___ Provided information ___

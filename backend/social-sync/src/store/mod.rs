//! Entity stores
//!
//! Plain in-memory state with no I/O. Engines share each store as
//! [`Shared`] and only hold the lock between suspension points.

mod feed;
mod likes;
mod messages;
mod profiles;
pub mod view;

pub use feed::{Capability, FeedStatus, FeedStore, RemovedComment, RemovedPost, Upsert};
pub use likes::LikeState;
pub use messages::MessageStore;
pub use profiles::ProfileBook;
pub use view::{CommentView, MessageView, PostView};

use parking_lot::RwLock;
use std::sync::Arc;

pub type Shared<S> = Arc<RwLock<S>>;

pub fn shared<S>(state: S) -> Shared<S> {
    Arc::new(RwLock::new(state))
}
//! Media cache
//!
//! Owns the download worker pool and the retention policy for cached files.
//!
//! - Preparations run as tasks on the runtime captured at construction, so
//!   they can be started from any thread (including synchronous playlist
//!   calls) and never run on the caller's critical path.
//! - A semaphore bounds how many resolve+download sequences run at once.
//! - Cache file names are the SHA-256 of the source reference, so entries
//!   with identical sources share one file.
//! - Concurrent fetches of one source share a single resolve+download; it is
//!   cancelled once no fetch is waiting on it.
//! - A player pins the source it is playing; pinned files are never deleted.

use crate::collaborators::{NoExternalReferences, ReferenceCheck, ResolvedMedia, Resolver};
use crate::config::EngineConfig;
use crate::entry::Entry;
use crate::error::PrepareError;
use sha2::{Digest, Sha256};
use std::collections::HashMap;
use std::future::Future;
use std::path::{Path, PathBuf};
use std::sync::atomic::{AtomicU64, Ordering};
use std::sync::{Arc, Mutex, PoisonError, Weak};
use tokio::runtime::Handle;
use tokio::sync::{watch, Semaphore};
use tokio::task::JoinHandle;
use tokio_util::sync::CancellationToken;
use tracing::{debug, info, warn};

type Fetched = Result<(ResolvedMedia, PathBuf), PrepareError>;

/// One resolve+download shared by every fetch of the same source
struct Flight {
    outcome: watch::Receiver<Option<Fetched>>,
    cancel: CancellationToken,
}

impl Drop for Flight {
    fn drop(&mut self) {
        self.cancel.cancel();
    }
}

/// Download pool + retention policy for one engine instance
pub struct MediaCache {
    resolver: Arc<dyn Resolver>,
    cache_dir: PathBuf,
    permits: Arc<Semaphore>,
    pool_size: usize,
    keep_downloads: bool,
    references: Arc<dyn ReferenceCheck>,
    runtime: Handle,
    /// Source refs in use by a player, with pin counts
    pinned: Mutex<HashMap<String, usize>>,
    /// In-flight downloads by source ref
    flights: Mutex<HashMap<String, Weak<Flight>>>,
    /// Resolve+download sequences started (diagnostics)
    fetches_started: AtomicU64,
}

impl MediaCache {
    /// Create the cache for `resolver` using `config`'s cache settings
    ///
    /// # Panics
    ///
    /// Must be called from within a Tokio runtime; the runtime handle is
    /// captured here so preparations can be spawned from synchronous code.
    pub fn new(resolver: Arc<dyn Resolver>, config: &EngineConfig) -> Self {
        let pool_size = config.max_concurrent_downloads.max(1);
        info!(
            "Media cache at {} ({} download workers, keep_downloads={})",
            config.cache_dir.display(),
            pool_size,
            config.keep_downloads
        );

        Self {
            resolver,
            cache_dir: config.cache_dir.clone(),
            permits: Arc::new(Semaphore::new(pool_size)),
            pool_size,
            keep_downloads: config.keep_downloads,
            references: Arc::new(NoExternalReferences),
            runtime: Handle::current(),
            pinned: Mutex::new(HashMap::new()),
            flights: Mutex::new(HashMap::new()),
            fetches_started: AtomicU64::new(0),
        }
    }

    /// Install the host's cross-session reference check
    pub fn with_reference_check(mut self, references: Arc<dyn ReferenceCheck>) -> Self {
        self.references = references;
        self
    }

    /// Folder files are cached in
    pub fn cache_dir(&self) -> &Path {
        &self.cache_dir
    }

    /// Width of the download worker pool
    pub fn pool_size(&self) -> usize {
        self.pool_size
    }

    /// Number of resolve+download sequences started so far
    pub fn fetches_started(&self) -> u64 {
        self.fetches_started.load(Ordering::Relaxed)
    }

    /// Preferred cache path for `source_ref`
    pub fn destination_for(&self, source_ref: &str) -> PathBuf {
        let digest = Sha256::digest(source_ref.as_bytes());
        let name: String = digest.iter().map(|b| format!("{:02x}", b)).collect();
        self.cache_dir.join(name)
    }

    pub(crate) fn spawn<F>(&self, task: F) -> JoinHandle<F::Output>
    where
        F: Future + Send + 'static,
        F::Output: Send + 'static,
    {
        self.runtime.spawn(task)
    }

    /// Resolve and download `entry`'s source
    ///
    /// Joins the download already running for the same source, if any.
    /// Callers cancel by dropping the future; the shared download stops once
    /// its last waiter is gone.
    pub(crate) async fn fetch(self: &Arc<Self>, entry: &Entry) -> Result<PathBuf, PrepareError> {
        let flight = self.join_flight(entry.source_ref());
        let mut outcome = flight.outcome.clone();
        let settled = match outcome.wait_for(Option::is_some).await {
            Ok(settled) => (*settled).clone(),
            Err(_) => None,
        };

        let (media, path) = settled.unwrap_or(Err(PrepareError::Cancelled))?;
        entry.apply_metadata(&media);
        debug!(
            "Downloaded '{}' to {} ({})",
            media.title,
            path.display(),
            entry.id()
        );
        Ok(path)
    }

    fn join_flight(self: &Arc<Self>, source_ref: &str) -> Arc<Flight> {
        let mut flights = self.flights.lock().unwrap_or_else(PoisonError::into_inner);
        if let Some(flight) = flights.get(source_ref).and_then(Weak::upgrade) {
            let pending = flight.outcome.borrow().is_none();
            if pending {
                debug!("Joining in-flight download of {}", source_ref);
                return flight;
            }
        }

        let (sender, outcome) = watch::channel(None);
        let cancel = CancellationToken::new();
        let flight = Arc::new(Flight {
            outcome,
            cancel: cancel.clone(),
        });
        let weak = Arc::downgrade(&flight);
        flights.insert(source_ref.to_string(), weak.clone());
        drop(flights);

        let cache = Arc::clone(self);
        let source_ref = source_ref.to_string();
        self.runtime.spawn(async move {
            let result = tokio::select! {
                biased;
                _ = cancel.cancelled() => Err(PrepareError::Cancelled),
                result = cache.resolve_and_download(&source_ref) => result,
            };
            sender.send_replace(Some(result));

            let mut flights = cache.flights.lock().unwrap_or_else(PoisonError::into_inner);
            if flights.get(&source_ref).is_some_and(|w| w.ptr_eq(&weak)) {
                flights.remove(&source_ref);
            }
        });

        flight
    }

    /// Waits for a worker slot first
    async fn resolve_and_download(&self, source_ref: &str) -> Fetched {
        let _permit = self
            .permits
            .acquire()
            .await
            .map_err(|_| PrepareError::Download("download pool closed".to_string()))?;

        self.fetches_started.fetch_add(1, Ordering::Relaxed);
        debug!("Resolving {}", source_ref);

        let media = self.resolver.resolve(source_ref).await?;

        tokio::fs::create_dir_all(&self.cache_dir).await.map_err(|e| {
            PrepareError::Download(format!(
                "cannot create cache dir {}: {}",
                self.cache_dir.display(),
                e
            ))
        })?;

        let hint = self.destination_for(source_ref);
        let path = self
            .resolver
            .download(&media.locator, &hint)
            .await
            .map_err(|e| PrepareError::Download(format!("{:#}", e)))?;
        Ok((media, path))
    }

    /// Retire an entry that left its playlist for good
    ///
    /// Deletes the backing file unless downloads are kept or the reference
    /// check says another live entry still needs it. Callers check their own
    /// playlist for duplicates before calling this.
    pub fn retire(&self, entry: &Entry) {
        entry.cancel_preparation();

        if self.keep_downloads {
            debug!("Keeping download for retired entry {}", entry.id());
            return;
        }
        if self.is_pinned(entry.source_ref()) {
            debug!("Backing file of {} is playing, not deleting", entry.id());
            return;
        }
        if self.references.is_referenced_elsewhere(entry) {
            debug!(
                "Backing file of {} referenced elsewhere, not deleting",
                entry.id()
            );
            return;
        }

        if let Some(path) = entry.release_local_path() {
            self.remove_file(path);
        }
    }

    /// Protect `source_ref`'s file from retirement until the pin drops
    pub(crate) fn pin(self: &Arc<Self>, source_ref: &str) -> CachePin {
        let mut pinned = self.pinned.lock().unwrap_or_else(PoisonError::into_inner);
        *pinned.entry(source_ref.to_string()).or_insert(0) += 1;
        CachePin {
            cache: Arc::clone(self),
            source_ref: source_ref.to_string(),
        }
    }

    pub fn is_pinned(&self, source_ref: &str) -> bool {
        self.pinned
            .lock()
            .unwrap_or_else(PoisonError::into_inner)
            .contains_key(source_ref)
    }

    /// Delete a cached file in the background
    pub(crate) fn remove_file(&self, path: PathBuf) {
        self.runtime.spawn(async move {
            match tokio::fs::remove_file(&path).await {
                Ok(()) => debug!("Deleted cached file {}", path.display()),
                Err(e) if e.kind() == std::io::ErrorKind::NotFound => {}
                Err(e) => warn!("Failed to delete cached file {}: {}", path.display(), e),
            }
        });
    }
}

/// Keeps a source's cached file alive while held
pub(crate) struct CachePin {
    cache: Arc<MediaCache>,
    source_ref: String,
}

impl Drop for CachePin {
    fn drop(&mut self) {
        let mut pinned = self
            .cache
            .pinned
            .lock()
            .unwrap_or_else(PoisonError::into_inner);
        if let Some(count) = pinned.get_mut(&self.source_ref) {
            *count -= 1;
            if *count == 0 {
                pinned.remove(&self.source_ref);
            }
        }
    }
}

___

**Description of the task**
The lines to extract from the data above begin with the line containing "self.runtime.spawn(task)" and end with the line containing "sender.send_replace(Some(result));". Extract them exactly, including both.

**Reply**
        self.runtime.spawn(task)
    }

    /// Resolve and download `entry`'s source
    ///
    /// Joins the download already running for the same source, if any.
    /// Callers cancel by dropping the future; the shared download stops once
    /// its last waiter is gone.
    pub(crate) async fn fetch(self: &Arc<Self>, entry: &Entry) -> Result<PathBuf, PrepareError> {
        let flight = self.join_flight(entry.source_ref());
        let mut outcome = flight.outcome.clone();
        let settled = match outcome.wait_for(Option::is_some).await {
            Ok(settled) => (*settled).clone(),
            Err(_) => None,
        };

        let (media, path) = settled.unwrap_or(Err(PrepareError::Cancelled))?;
        entry.apply_metadata(&media);
        debug!(
            "Downloaded '{}' to {} ({})",
            media.title,
            path.display(),
            entry.id()
        );
        Ok(path)
    }

    fn join_flight(self: &Arc<Self>, source_ref: &str) -> Arc<Flight> {
        let mut flights = self.flights.lock().unwrap_or_else(PoisonError::into_inner);
        if let Some(flight) = flights.get(source_ref).and_then(Weak::upgrade) {
            let pending = flight.outcome.borrow().is_none();
            if pending {
                debug!("Joining in-flight download of {}", source_ref);
                return flight;
            }
        }

        let (sender, outcome) = watch::channel(None);
        let cancel = CancellationToken::new();
        let flight = Arc::new(Flight {
            outcome,
            cancel: cancel.clone(),
        });
        let weak = Arc::downgrade(&flight);
        flights.insert(source_ref.to_string(), weak.clone());
        drop(flights);

        let cache = Arc::clone(self);
        let source_ref = source_ref.to_string();
        self.runtime.spawn(async move {
            let result = tokio::select! {
                biased;
                _ = cancel.cancelled() => Err(PrepareError::Cancelled),
                result = cache.resolve_and_download(&source_ref) => result,
            };
            sender.send_replace(Some(result));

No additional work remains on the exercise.